INSTRUCTIONS TO FOLLOW:
All lines from the one holding "pub mod hooks;" down to the last line of the entries are to be reproduced exactly, with no other lines.

DATA FOR THE TASK:
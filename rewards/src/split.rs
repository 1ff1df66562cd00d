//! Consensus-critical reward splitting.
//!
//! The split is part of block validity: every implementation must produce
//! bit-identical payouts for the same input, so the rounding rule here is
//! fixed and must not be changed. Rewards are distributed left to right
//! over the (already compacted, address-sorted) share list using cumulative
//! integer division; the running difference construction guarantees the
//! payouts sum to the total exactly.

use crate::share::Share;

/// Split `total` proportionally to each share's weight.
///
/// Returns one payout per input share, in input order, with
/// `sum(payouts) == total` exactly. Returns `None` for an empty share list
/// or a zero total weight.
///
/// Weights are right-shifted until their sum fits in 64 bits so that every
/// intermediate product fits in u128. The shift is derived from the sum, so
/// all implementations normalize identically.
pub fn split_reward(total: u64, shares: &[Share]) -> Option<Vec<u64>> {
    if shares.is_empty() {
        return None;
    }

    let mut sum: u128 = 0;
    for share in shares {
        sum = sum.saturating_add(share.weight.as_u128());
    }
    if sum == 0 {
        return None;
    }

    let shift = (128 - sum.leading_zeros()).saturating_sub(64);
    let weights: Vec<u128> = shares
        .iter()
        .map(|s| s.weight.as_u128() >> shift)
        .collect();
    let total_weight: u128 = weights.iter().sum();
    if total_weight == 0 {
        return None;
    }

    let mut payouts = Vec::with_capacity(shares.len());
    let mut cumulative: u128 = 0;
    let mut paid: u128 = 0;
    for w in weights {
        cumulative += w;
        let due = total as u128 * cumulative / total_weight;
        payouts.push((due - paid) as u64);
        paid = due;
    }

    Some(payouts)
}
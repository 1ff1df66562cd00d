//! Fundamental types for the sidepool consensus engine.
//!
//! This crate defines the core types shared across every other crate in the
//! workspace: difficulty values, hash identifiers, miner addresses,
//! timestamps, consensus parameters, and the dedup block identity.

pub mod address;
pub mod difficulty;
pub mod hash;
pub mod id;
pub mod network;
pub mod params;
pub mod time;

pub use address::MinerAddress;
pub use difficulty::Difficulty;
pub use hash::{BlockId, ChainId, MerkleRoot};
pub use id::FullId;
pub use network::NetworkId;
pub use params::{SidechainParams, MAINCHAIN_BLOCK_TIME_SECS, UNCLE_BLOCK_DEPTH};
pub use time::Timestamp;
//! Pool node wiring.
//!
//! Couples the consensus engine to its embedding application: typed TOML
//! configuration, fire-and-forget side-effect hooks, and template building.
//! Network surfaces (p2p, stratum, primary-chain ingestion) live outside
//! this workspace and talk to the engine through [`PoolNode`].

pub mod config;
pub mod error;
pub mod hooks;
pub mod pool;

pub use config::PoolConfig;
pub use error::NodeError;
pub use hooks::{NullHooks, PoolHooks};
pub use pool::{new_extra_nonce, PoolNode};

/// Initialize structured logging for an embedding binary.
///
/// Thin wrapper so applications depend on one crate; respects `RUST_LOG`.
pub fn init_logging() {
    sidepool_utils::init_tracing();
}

TASK ANSWER:
pub mod hooks;
pub mod pool;

pub use config::PoolConfig;
pub use error::NodeError;
pub use hooks::{NullHooks, PoolHooks};
pub use pool::{new_extra_nonce, PoolNode};

/// Initialize structured logging for an embedding binary.
///
/// Thin wrapper so applications depend on one crate; respects `RUST_LOG`.
pub fn init_logging() {
    sidepool_utils::init_tracing();
}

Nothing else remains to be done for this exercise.